最後に、従業員のバーンアウトを防ぐために、従業員一人ひとりができるセルフケアを3つご紹介します。
仕事とプライベートを分ける意識を持つ
仕事とプライベートの自分を分ける意識を持ちましょう。仕事でのクレームや批判も“仕事での自分”に向けられたものだと客観的な視点を持つと、過剰に自分を責めずにすみます。
休息をとり、規則正しい生活を送る
十分な休息をとり、規則正しい生活も大切です。特に睡眠は、脳と身体を休める働きがあるため、心身の疲労回復とストレス対処として有効です。
自分の好きな方法でリフレッシュする
仕事から意識的に離れる時間を作り、自分が楽しい、あるいは心が休まることをしてリフレッシュしましょう。
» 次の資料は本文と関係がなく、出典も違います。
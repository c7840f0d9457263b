//! Concurrency primitives for DMC (deterministic multi-contract) block execution.
//!
//! This crate holds the block-independent pieces of the transaction-execution
//! scheduler. Both structures are synchronous and internally locked, so they can
//! be shared between the tasks that drive executor shards concurrently.
//!
//! # Core Components
//!
//! - **ExecutorShardRegistry**: Maps contract addresses to executor shards, assigning
//!   each new contract to the least-loaded shard
//! - **KeyLockGraph**: Per-block table of exclusive storage-key locks held by execution
//!   contexts, with wait-for cycle detection
//!
//! # Locking Overview
//!
//! 1. Every top-level transaction runs as one context; nested calls advance its `Seq`
//! 2. A shard reports the keys a call frame touched and the scheduler locks them
//! 3. A context asking for a key held by another context is denied and a wait-for edge is recorded
//! 4. When every runnable context is blocked, the scheduler looks for a cycle and aborts one member
//! 5. Locks are released per `Seq` on revert and for the whole context on completion
//!
//! # Example
//!
//! ```rust
//! use dmc_core::{ExecutorShardRegistry, KeyLockGraph};
//! use alloy_primitives::Address;
//!
//! let registry = ExecutorShardRegistry::new();
//! registry.add_shard("executor-0", 0usize);
//! let shard = registry.dispatch(&Address::repeat_byte(1)).unwrap();
//! assert_eq!(&*shard.name, "executor-0");
//!
//! let locks = KeyLockGraph::new();
//! assert!(locks.acquire_key_lock(&Address::repeat_byte(1), b"balance", 7, 0));
//! assert!(!locks.acquire_key_lock(&Address::repeat_byte(1), b"balance", 8, 0));
//! ```

pub mod key_locks;
pub mod registry;
pub mod types;

pub use key_locks::KeyLockGraph;
pub use registry::{ExecutorShardRegistry, RegistryError, ShardHandle};
pub use types::{ContextId, KeyLock, Seq, StorageKey};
ストレスへの対処法をまとめた「コーピングリスト」の作り方については、以下の記事で詳しく紹介しています。
周囲のサポートとセルフケアでバーンアウトを防ぐ

感情労働は、人との関わりの中で喜びややりがい、達成感を得られる仕事でもありますが、強いストレスや大きな責任を伴う場合もあります。感情労働による精神的な消耗は自覚しにくく、また、自分の仕事に対して一生懸命に取り組む人ほどバーンアウトに陥りやすいことから、「未然防止」が特に重要です。従業員の心を守るためにも、企業が積極的にメンタルヘルス対策の実施とともに、セルフケアを推進し、いきいきと働ける職場を目指しましょう。